Any of You Get One of These?

[emesis]

First off, assuming your machine is not infected with keyloggers, how can anyone hack your account if they don't even know your account name? Without some amazing social engineering, or breaking into your machine, how is anyone going to even know where to start hacking your account?

Assuming someone HAS your account name... You failed and now your password can be hacked. Perhaps it's time to get one of these devices.

The problem seems to be people having your account name to begin with. So don't go to any non-trusted WoW or MMO sites and play on a Mac if you have problems with keyloggers

Whoa. While keyloggers may represent the single largest security threat, getting a bunch of WoW account names would, in fact, be relatively simple.

Do you consider your incoming email to be secure? The internet SMTP and TCP/IP routing protocols 1. send email in plain-text over open networks, and 2. use whatever relay route they can through open servers to deliver a message from Blizzard to you.

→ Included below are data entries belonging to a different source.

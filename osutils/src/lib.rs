pub mod arch;
pub mod chroot;
pub mod cmdline;
pub mod dependencies;
pub mod files;
pub mod grub;
pub mod netdev;
pub mod path;
pub mod systemd;
pub mod tabfile;
pub mod virt;
use chrono::{DateTime, Utc};
use serde::{Deserialize, Serialize};

pub(super) mod background_log;
pub(super) mod multilog;
pub(super) mod phase_trace;

#[derive(Debug, Serialize, Deserialize)]
struct LogEntry {
    pub timestamp: DateTime<Utc>,
    pub level: Level,
    pub message: String,
    pub target: String,
    pub module: String,
    pub file: String,
    pub line: u32,
}

#[derive(Debug, Serialize, Deserialize, Copy, Clone, PartialEq, Eq)]
#[serde(rename_all = "lowercase")]
enum Level {
    Error = 1,
    Warn = 2,
    Info = 3,
    Debug = 4,
    Trace = 5,
}

impl From<log::Level> for Level {
    fn from(value: log::Level) -> Self {
        match value {
            log::Level::Error => Level::Error,
            log::Level::Warn => Level::Warn,
            log::Level::Info => Level::Info,
            log::Level::Debug => Level::Debug,
            log::Level::Trace => Level::Trace,
        }
    }
}

impl From<&log::Record<'_>> for LogEntry {
    fn from(value: &log::Record) -> Self {
        Self {
            timestamp: Utc::now(),
            level: value.level().into(),
            message: value.args().to_string(),
            target: value.target().to_string(),
            module: value.module_path().unwrap_or_default().to_string(),
            file: value.file().unwrap_or_default().to_string(),
            line: value.line().unwrap_or_default(),
        }
    }
}

#[cfg(test)]
mod tests {
    use super::*;

    #[test]
    fn test_log_entry() {
        let before = Utc::now();
        let entry = LogEntry::from(
            &log::Record::builder()
                .args(format_args!("Copying live image"))
                .level(log::Level::Warn)
                .target("sabayon_installer::engine")
                .module_path(Some("sabayon_installer::engine::livecopy"))
                .file(Some("src/engine/livecopy.rs"))
                .line(Some(7))
                .build(),
        );

        assert!(entry.timestamp >= before);
        assert_eq!(entry.level, Level::Warn);
        assert_eq!(entry.message, "Copying live image");
        assert_eq!(entry.target, "sabayon_installer::engine");
        assert_eq!(entry.module, "sabayon_installer::engine::livecopy");
        assert_eq!(entry.file, "src/engine/livecopy.rs");
        assert_eq!(entry.line, 7);
    }

    #[test]
    fn test_record_without_location() {
        let entry = LogEntry::from(
            &log::Record::builder()
                .args(format_args!("bare"))
                .level(log::Level::Trace)
                .build(),
        );
        assert_eq!(entry.level, Level::Trace);
        assert_eq!(entry.module, "");
        assert_eq!(entry.line, 0);
    }
}
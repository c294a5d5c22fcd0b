//! Namespaced type registries.
//!
//! # Responsibility
//! - Represent the host's open-ended vocabulary (blocks, items, biomes, ...)
//!   as runtime-populated, string-keyed registries.
//! - Offer registry browsing over the same data without a separate index.
//!
//! # Invariants
//! - Keys entering a registry are always fully qualified.
//! - Keys arriving from user input are completed with the default namespace.

pub mod keyed;
pub mod namespaced;
pub mod search;
pub mod types;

Are you aware that Blizzard includes your account name right in the e-mail in a variety of standardized form letters regarding account activiation, etc? I.e., "Congratulations! You've successfully created your World of Warcraft account. Your account name is: "

All that is needed is access to one compromised relay server and you could easily grep out any account names that have routed through that server. The same thing applies at the level of a local area network/router compromise.

After that, it's just a matter of brute force password attacking. I don't know if Blizzard locks the account after a certain number of failures, which would mitigate brute force attempts. However, getting your account name is something that could easily happen regardless of how secure your personal PC/Mac and home network is.